== Goal of the exercise ==
The answer must be one number: how many lines in the data below include the string "UInt".

*** Opening Material to process ***

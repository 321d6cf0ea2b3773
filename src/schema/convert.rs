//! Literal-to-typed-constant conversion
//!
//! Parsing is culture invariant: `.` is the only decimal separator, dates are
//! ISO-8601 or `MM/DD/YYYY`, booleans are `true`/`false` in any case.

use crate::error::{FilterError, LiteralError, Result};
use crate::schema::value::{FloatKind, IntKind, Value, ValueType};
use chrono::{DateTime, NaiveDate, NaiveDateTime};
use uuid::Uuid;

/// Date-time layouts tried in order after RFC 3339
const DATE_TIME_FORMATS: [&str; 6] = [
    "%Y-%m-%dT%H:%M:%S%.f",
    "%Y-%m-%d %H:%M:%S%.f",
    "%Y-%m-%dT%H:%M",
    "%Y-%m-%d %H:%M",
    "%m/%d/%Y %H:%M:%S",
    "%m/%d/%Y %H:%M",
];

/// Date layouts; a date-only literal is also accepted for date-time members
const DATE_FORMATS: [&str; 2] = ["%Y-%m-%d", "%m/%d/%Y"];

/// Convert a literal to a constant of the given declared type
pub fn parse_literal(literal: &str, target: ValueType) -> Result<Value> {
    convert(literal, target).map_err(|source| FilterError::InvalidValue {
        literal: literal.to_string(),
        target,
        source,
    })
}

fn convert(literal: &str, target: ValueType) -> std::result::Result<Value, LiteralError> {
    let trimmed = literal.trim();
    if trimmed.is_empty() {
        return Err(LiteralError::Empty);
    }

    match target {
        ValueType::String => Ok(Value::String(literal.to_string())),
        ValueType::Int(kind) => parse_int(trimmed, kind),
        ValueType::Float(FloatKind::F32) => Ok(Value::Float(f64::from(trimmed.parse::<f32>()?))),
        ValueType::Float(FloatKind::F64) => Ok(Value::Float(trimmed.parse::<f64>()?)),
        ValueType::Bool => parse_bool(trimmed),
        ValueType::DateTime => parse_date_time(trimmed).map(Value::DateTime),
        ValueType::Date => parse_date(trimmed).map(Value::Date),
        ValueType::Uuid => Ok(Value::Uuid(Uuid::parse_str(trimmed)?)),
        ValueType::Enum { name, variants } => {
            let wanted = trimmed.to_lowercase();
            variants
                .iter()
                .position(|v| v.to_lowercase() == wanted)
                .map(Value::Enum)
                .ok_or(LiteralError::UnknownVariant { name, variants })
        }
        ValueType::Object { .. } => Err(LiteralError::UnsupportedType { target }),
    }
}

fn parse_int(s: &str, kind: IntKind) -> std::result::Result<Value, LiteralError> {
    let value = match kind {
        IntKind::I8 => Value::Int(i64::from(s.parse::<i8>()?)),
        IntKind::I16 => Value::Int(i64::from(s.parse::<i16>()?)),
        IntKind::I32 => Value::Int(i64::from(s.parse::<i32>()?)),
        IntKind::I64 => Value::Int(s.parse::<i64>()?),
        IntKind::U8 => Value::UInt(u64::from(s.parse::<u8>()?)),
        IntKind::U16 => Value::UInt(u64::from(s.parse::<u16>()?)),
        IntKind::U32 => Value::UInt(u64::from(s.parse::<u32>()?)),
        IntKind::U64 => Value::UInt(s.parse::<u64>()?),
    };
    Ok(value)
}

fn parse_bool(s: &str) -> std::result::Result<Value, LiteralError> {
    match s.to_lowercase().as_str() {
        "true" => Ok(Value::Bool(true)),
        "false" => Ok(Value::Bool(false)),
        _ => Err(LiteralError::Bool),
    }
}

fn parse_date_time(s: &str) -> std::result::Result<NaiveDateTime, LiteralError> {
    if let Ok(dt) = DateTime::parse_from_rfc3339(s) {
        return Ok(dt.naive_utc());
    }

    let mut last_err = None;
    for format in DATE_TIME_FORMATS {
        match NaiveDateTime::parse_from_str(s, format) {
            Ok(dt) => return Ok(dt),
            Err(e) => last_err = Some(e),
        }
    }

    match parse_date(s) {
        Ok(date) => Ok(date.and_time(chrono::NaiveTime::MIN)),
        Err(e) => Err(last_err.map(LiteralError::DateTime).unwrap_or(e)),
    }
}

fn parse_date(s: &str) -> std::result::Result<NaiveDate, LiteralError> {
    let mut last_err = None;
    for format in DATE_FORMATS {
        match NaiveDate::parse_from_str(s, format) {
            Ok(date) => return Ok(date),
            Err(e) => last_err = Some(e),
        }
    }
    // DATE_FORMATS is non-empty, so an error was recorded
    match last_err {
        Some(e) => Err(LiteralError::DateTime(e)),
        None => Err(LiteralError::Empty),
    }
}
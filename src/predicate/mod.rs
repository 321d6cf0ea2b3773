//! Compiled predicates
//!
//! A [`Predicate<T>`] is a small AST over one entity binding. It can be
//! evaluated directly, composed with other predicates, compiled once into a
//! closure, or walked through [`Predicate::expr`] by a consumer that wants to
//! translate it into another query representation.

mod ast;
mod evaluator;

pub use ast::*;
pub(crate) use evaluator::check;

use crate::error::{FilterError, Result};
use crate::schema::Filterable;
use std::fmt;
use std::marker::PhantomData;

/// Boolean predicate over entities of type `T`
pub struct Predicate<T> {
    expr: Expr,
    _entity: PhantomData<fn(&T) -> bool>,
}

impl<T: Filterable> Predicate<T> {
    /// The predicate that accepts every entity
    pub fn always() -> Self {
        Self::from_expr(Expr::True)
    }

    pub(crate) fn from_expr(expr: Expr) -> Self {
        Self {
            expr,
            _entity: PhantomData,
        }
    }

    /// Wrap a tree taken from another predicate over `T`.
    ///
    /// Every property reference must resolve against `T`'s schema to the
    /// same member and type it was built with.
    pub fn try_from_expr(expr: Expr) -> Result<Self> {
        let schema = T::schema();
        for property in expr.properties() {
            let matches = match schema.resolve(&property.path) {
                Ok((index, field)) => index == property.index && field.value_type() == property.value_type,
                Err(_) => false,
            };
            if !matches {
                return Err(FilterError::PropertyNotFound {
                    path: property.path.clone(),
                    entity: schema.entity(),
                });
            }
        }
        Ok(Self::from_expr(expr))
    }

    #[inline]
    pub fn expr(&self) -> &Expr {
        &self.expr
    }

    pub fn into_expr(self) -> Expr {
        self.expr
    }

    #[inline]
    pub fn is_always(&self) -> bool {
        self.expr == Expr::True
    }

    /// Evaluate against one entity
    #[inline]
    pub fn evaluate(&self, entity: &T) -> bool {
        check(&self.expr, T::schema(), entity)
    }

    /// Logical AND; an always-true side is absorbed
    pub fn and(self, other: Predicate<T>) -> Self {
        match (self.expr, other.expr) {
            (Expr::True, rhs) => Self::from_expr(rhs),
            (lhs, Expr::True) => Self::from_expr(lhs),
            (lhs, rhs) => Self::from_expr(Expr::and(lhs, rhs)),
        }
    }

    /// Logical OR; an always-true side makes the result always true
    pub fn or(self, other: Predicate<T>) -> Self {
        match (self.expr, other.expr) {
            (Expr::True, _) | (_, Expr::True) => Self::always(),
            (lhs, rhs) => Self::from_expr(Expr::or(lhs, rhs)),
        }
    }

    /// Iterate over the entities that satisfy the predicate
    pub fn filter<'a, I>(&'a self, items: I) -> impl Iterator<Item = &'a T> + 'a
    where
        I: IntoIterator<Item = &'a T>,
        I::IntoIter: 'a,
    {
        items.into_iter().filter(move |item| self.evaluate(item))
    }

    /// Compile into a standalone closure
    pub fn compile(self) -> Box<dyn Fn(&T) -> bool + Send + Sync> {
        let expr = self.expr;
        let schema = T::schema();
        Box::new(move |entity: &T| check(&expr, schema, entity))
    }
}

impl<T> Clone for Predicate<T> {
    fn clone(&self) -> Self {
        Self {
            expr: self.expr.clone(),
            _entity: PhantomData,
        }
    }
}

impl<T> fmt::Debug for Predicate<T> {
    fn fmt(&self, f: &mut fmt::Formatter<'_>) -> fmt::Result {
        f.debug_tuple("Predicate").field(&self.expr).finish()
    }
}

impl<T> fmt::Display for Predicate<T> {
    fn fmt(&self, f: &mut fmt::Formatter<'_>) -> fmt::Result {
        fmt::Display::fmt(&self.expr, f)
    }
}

*** Closing Material to process ***

== Written solution ==
4